University of Connecticut

Events Calendar

Katzenstein Distinguished Lecture

Friday, October 28, 2016
4:00pm – 5:30pm

Storrs Campus
Gant Science Complex, Physics, Room PB-36

Professor Leon N. Cooper, 1972 Nobel Laureate in Physics (with J. Bardeen and J.R. Schrieffer)

Professor Cooper joined Brown University in 1958 where he became Henry Ledyard Goddard University Professor, and where he is presently the Thomas J. Watson, Sr. Professor of Science, Director of the Institute for Brain and Neural Systems, and the Brain Science Program. Professor Cooper has received many forms of recognition for his work. In 1972 he received the Nobel Prize in Physics (with J. Bardeen and J. R. Schrieffer) for his studies on the theory of superconductivity, which were completed while still in his 20s. His concept of Cooper pairs forms the basis of the BCS theory.

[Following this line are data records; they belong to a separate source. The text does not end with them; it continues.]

//! Ordered field probes over untyped upstream records.
//!
//! Every probe is a fixed list of field names tried in order; the first hit
//! wins and the documented fallback applies when none matches. Keeping the
//! lists as constants makes the precedence itself testable.

use serde_json::{Map, Value};
use tracing::warn;

/// Fields that may carry a textual direction hint, in priority order.
pub const DIRECTION_FIELDS: [&str; 4] = ["direction", "in_out", "side", "type"];

/// Fields that may carry the raw (micro-unit) amount, in priority order.
pub const AMOUNT_FIELDS: [&str; 4] = ["amount_raw", "amount", "value", "amount_oct"];

/// Sender/recipient field pairs, checked pair by pair.
pub const COUNTERPARTY_FIELDS: [(&str, &str); 2] = [("from", "to"), ("from_address", "to_address")];

/// Fields that identify a transaction record. Fallback: the canonical JSON text.
pub const IDENTITY_FIELDS: [&str; 3] = ["hash", "tx_hash", "txid"];

/// Fields that may hold the item array of a page. Fallback: a top-level array.
pub const ITEM_LIST_FIELDS: [&str; 4] = ["items", "transactions", "txs", "data"];

/// Returns the named field as a string slice, if it is a string.
pub fn str_field<'a>(record: &'a Value, name: &str) -> Option<&'a str> {
    record.get(name).and_then(Value::as_str)
}

/// First field in `names` holding a string, empty strings included.
pub fn first_string<'a>(record: &'a Value, names: &[&str]) -> Option<&'a str> {
    names.iter().find_map(|name| str_field(record, name))
}

/// First field in `names` that is present and not null.
pub fn first_present<'a>(record: &'a Value, names: &[&str]) -> Option<&'a Value> {
    names
        .iter()
        .filter_map(|name| record.get(*name))
        .find(|value| !value.is_null())
}

/// Numeric coercion: JSON numbers and numeric strings only.
///
/// Blank strings, booleans, arrays and objects are not numbers here, and
/// non-finite results are rejected.
pub fn as_number(value: &Value) -> Option<f64> {
    let number = match value {
        Value::Number(n) => n.as_f64()?,
        Value::String(s) => {
            let trimmed = s.trim();
            if trimmed.is_empty() {
                return None;
            }
            trimmed.parse::<f64>().ok()?
        }
        _ => return None,
    };
    number.is_finite().then_some(number)
}

/// Renders a scalar for display. Null is unknown; structured values are
/// serialized as JSON text.
pub fn display(value: &Value) -> Option<String> {
    match value {
        Value::Null => None,
        Value::String(s) => Some(s.clone()),
        Value::Number(n) => Some(n.to_string()),
        Value::Bool(b) => Some(b.to_string()),
        other => Some(other.to_string()),
    }
}

/// Displays a named field, or `None` when absent/null.
pub fn display_field(record: &Value, name: &str) -> Option<String> {
    record.get(name).and_then(display)
}

/// Reads a non-negative integer from a number or numeric string.
pub fn as_u64(value: &Value) -> Option<u64> {
    if let Some(n) = value.as_u64() {
        return Some(n);
    }
    let number = as_number(value)?;
    (number >= 0.0 && number.fract() == 0.0 && number <= u64::MAX as f64).then_some(number as u64)
}

/// Derives the de-duplication key of a transaction record.
pub fn identity_key(record: &Value) -> String {
    for name in IDENTITY_FIELDS {
        match record.get(name) {
            Some(Value::String(s)) if !s.is_empty() => return s.clone(),
            Some(Value::Number(n)) => return n.to_string(),
            _ => continue,
        }
    }
    // serde_json keeps object keys sorted, so this text is stable per record
    format!("record:{}", record)
}

/// Pulls the item array out of a page response.
pub fn extract_items(page: Value) -> Vec<Value> {
    match page {
        Value::Array(items) => items,
        Value::Object(mut object) => ITEM_LIST_FIELDS
            .iter()
            .find_map(|name| match object.remove(*name) {
                Some(Value::Array(items)) => Some(items),
                _ => None,
            })
            .unwrap_or_default(),
        _ => Vec::new(),
    }
}

/// Parses the embedded `data` payload of a transaction.
///
/// The payload is either an object or a string holding JSON. Anything that
/// does not yield an object is replaced by an empty object.
pub fn embedded_object(payload: Option<&Value>) -> Map<String, Value> {
    match payload {
        None | Some(Value::Null) => Map::new(),
        Some(Value::Object(object)) => object.clone(),
        Some(Value::String(text)) if text.is_empty() => Map::new(),
        Some(Value::String(text)) => match serde_json::from_str::<Value>(text) {
            Ok(Value::Object(object)) => object,
            Ok(_) => {
                warn!("Embedded transaction payload is not an object, ignoring it");
                Map::new()
            }
            Err(e) => {
                warn!("Malformed embedded transaction payload: {}", e);
                Map::new()
            }
        },
        Some(_) => {
            warn!("Embedded transaction payload has unexpected type, ignoring it");
            Map::new()
        }
    }
}

/// Loose truthiness for flag-like fields (`true`, `1`, `"yes"`).
pub fn truthy(value: Option<&Value>) -> bool {
    match value {
        None | Some(Value::Null) => false,
        Some(Value::Bool(b)) => *b,
        Some(Value::Number(n)) => n.as_f64().is_some_and(|n| n != 0.0 && !n.is_nan()),
        Some(Value::String(s)) => !s.is_empty(),
        Some(_) => true,
    }
}
use serde::Serialize;
use utoipa::ToSchema;

/// Health payload returned by the `/healthcheck` route.
#[derive(Debug, Serialize, ToSchema)]
pub struct HealthResponse {
    /// "ok" while the room log accepts appends, "degraded" once it is closed.
    pub status: String,
}

impl HealthResponse {
    /// The room log is serving requests.
    pub fn ok() -> Self {
        Self {
            status: "ok".to_string(),
        }
    }

    /// The room log refused the health probe.
    pub fn degraded() -> Self {
        Self {
            status: "degraded".to_string(),
        }
    }
}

“On the Interpretation of the Quantum Theory: Can Free Will And Locality Exist Together In The Quantum Theory?”

The quantum theory is the basis for thousands of calculations of atomic and molecular systems. They can be used to determine the chemical and (ultimately) biological properties of these systems. In some situations, such as the magnetic moment of the electron, agreement between theory and experiment is truly astonishing. But the interpretation of the quantum theory is still disputed. In particular, how can we understand such things as wave function reduction? In this lecture I will present an interpretation of the quantum theory that does not require wave function reduction. I will also treat such questions as: What is a measurement? And can free will and locality exist together in the quantum theory?

Refreshments will be prior to the event, at 3:15 p.m., outside Room PB-36.